Problem
Count all lines holding "source" in the data below and say the number, nothing more.

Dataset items
◆ ◆ ◆ ◆

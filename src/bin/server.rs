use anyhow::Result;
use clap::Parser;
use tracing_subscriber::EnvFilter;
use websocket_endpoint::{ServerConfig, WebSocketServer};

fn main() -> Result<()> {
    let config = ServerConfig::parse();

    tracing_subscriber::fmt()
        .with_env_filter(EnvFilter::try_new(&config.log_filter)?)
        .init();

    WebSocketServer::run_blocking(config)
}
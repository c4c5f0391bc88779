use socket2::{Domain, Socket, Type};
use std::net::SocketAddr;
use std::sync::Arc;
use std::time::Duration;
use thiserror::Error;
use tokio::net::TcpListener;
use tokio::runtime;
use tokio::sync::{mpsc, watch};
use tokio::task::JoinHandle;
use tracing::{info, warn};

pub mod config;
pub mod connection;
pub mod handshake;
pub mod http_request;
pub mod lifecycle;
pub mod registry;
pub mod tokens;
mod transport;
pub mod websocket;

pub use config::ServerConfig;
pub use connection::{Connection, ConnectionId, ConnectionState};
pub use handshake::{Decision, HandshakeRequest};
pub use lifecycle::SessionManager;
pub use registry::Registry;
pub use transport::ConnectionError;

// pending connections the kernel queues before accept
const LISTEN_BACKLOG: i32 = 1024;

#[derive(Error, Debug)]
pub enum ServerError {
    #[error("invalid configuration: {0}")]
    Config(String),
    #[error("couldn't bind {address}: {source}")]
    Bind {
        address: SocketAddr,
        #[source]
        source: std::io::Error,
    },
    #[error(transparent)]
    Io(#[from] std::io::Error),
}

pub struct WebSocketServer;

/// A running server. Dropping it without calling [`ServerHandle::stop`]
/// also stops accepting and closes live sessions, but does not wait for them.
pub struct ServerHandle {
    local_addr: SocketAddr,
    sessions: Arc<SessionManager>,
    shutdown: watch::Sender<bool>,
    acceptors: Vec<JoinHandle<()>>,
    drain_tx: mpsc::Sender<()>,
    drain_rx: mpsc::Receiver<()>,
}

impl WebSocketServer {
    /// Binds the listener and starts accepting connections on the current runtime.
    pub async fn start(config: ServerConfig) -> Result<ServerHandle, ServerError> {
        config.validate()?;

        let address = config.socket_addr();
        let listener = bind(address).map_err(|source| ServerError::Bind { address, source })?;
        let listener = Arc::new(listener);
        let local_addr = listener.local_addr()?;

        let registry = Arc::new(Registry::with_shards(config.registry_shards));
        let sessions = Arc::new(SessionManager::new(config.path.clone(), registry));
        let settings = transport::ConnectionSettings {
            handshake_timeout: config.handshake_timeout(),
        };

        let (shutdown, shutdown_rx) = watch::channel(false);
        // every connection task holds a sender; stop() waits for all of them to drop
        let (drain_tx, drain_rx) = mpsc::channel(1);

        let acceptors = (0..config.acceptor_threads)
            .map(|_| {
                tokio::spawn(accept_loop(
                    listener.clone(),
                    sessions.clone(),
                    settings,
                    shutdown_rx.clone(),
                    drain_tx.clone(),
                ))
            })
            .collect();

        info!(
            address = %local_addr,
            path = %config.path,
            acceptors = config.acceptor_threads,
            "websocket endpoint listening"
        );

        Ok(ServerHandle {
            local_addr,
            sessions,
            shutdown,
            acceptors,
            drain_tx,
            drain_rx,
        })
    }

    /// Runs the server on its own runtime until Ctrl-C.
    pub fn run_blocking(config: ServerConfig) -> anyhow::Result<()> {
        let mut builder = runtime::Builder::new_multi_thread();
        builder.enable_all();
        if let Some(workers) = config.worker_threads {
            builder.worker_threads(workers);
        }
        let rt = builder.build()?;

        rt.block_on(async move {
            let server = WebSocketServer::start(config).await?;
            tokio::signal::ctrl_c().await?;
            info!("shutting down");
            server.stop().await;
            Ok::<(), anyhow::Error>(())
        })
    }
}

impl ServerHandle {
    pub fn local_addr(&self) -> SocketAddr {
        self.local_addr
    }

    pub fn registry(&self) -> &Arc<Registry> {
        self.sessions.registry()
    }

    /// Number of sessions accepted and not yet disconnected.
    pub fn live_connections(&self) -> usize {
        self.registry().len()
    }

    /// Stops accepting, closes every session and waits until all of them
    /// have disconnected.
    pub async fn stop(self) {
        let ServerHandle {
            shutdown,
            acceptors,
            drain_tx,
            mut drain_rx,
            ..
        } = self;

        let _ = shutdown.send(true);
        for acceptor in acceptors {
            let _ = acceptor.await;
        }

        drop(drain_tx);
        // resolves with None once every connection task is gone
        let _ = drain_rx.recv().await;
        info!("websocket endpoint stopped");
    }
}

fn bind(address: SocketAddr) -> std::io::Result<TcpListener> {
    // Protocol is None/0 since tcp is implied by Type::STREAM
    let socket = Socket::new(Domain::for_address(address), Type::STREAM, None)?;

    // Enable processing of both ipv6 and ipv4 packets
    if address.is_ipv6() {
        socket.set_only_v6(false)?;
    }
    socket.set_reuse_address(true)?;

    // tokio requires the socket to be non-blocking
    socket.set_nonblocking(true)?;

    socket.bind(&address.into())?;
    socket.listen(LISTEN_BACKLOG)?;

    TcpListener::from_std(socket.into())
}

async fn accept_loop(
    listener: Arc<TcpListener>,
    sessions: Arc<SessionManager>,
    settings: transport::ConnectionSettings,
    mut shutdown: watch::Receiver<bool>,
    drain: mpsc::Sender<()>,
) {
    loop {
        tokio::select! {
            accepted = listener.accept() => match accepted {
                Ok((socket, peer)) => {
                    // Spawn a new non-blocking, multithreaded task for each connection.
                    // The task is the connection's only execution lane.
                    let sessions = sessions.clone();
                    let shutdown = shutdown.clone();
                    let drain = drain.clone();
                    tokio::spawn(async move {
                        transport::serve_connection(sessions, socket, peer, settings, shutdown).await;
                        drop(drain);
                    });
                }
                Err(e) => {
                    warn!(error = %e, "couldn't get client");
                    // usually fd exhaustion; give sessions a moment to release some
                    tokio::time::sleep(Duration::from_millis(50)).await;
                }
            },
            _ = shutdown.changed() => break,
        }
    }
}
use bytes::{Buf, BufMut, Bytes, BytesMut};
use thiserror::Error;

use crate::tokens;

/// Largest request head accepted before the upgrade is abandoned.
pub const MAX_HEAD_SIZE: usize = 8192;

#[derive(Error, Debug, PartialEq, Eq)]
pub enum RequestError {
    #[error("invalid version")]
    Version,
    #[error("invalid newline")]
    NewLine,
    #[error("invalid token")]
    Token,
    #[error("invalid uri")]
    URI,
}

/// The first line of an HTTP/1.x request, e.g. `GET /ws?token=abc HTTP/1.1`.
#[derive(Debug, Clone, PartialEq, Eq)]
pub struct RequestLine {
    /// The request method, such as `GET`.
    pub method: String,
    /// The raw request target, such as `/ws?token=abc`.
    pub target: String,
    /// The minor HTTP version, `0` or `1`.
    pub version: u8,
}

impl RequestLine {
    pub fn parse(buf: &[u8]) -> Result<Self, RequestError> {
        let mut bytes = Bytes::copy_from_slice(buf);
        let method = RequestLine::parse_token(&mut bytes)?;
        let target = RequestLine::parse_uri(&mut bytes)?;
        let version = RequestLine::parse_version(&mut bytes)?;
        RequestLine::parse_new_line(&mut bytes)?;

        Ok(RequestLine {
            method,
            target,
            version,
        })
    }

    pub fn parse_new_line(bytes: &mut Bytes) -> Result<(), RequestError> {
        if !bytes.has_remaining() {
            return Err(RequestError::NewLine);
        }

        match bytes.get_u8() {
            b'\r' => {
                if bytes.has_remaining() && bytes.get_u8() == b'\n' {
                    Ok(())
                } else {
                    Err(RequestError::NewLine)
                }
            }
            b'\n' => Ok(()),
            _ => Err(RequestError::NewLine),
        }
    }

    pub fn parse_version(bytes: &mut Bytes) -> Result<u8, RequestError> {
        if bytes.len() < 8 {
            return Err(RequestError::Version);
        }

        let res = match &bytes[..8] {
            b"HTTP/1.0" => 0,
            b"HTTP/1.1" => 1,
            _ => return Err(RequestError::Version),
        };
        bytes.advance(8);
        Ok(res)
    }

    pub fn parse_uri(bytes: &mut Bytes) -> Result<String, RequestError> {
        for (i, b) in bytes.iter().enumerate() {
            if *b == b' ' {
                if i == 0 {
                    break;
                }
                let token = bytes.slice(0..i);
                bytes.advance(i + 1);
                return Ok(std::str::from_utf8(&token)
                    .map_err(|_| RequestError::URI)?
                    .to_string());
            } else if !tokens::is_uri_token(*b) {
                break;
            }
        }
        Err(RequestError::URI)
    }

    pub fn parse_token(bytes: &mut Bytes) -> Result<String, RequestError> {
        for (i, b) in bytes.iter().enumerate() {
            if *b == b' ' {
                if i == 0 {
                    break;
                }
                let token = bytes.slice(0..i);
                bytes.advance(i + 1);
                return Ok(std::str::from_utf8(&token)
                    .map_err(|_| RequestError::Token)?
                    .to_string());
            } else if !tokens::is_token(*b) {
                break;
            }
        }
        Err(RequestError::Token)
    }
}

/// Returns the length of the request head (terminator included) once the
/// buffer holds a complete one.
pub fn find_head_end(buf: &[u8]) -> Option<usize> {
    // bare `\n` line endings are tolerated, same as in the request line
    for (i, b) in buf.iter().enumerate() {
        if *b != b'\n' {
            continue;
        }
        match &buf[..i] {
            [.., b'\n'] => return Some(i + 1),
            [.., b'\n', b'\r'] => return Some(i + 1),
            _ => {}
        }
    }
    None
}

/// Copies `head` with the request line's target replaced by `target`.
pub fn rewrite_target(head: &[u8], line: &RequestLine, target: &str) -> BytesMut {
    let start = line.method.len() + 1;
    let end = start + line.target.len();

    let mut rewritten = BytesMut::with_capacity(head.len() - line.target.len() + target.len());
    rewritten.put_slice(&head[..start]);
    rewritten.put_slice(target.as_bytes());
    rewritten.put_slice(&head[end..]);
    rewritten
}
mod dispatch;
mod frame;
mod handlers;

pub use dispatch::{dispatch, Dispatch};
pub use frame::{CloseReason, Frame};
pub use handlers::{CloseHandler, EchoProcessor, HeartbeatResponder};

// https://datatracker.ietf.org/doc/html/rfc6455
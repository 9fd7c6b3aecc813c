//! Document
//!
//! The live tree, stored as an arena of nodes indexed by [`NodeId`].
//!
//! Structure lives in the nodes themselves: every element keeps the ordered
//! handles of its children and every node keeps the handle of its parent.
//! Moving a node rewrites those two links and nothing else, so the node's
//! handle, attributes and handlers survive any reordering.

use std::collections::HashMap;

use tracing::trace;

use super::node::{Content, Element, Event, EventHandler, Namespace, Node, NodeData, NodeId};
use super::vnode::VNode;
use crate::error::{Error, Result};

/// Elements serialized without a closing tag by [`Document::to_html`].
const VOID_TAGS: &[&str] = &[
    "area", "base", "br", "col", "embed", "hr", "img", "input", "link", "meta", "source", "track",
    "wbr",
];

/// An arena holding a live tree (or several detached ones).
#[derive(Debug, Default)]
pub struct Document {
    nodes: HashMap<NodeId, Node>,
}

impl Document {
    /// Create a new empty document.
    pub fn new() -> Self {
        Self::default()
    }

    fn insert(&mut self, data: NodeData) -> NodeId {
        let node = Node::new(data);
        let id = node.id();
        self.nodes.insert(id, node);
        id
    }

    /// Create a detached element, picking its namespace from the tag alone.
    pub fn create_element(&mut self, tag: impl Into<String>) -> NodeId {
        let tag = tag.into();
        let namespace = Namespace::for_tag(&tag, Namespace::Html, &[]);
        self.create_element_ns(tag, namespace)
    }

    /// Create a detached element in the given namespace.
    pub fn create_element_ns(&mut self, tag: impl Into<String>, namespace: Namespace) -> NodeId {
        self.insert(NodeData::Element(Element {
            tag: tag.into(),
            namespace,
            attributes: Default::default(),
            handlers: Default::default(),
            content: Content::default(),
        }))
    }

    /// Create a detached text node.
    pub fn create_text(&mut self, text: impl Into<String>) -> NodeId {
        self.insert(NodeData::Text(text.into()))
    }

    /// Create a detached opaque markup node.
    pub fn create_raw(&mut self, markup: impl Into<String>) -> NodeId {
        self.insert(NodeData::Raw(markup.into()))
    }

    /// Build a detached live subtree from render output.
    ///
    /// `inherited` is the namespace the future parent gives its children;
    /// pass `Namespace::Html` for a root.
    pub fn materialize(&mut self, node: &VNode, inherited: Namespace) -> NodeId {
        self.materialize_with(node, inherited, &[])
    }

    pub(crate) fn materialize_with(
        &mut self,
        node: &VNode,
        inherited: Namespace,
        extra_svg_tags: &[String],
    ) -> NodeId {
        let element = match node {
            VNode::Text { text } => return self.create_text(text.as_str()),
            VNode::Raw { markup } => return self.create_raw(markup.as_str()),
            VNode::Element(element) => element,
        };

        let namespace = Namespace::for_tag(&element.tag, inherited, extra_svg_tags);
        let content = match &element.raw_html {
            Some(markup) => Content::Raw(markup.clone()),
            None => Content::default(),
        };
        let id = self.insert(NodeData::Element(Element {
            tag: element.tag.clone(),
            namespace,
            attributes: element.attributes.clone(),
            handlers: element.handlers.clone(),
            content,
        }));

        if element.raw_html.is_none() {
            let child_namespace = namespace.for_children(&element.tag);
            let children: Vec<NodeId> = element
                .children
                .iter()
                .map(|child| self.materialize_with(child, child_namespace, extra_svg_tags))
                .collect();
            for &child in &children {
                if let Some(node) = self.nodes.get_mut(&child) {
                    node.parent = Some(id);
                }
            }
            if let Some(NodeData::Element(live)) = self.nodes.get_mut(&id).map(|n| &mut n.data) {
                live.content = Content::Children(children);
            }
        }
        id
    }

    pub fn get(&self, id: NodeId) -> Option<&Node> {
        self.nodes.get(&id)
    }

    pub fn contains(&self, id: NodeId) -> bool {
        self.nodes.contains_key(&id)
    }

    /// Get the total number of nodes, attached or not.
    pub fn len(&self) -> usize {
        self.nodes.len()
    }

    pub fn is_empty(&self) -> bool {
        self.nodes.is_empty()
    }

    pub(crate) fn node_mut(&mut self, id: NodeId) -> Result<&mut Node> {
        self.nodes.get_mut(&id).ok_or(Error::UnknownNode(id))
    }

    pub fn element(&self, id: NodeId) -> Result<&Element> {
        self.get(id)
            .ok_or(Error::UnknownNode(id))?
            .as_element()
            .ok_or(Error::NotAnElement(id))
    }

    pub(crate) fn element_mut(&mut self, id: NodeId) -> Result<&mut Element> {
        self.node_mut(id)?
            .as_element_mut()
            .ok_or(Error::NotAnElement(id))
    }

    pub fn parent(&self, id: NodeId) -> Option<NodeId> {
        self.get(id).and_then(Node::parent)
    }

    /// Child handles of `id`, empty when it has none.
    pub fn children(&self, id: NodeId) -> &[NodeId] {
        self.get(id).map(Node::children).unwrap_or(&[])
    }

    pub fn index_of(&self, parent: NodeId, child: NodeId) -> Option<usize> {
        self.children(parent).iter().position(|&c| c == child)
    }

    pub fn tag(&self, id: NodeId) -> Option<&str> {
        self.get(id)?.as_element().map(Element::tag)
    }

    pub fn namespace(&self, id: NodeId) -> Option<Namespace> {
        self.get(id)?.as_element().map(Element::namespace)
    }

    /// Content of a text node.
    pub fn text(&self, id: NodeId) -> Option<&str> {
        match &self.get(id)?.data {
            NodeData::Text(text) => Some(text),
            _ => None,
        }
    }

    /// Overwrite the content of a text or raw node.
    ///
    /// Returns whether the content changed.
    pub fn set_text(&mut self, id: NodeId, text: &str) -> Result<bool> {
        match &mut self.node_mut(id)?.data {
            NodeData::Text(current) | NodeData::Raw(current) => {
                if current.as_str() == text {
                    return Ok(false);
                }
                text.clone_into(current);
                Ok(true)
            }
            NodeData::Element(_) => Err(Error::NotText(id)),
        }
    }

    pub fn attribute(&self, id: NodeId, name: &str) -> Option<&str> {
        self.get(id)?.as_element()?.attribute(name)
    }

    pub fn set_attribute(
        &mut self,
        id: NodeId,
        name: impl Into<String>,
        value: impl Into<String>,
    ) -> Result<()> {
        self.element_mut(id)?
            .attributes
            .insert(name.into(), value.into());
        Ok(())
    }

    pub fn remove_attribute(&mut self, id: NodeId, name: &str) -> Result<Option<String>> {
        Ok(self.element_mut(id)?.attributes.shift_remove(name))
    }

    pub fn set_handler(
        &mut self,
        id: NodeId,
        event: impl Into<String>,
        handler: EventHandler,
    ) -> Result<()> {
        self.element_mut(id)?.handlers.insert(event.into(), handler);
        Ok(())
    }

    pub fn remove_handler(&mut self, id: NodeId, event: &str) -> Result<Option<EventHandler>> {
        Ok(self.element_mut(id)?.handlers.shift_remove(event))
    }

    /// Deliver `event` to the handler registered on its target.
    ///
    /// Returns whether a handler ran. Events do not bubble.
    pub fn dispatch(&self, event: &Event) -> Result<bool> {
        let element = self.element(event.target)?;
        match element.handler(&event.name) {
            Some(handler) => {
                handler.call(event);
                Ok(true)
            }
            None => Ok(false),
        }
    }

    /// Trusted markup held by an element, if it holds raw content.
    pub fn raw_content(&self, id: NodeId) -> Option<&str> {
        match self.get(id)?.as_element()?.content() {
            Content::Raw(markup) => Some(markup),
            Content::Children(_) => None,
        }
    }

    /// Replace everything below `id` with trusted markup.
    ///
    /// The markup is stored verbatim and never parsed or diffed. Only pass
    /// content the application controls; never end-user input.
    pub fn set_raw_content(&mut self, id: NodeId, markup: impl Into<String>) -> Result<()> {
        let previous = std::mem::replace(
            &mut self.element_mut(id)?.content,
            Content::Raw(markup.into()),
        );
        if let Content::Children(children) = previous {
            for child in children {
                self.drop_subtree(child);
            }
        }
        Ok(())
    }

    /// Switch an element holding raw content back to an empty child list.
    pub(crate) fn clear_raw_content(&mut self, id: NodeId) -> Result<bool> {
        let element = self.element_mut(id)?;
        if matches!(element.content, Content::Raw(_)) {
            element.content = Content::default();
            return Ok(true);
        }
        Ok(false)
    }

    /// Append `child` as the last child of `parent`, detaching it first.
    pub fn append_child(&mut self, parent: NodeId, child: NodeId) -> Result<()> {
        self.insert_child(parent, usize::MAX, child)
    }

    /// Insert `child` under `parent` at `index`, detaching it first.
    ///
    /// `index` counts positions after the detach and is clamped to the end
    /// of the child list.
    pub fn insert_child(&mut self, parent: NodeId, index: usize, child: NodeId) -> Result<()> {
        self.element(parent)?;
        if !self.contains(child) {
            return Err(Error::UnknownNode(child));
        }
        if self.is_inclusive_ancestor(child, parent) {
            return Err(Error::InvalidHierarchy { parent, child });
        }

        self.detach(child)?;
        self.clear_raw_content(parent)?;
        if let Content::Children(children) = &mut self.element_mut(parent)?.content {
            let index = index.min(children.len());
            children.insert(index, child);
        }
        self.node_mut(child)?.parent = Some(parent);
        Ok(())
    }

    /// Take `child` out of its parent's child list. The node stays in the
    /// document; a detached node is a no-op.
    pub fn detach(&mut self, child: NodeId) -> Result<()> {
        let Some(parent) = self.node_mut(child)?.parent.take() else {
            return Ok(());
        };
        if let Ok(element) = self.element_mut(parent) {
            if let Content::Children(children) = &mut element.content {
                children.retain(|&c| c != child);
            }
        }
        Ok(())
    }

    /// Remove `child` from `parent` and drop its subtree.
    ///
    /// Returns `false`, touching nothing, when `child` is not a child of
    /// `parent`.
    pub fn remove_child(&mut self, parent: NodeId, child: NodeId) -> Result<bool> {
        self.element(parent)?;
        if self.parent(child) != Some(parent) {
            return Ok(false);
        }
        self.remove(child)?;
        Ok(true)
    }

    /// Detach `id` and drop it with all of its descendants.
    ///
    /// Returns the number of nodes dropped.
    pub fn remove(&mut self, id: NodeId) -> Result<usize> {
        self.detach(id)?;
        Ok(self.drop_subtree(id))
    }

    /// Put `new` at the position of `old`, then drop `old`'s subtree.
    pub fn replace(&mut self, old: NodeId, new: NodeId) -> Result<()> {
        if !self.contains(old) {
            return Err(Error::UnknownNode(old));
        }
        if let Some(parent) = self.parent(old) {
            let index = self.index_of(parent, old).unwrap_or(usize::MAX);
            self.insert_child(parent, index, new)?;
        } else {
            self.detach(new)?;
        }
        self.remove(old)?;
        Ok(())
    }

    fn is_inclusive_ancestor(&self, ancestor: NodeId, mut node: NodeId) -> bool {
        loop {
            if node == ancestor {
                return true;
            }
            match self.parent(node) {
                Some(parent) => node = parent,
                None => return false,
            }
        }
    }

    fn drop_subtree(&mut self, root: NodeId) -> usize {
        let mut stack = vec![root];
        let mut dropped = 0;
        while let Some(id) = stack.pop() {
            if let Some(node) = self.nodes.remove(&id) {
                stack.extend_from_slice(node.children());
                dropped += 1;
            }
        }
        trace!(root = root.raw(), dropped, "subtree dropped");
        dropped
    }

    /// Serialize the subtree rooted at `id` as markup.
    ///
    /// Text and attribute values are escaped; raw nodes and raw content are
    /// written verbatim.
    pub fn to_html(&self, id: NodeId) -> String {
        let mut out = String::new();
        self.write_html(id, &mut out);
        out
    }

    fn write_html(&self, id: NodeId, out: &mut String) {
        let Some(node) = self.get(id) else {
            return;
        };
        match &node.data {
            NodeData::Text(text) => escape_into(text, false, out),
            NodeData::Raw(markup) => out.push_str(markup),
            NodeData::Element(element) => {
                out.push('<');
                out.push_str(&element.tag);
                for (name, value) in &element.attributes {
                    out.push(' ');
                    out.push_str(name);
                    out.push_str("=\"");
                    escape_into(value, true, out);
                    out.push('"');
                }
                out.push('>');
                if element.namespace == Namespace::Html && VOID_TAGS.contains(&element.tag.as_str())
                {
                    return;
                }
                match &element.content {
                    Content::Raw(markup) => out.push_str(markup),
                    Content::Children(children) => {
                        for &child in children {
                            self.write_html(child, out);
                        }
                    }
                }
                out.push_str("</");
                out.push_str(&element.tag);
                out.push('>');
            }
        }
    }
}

◆ ◆ ◆ ◆

Response to the task
5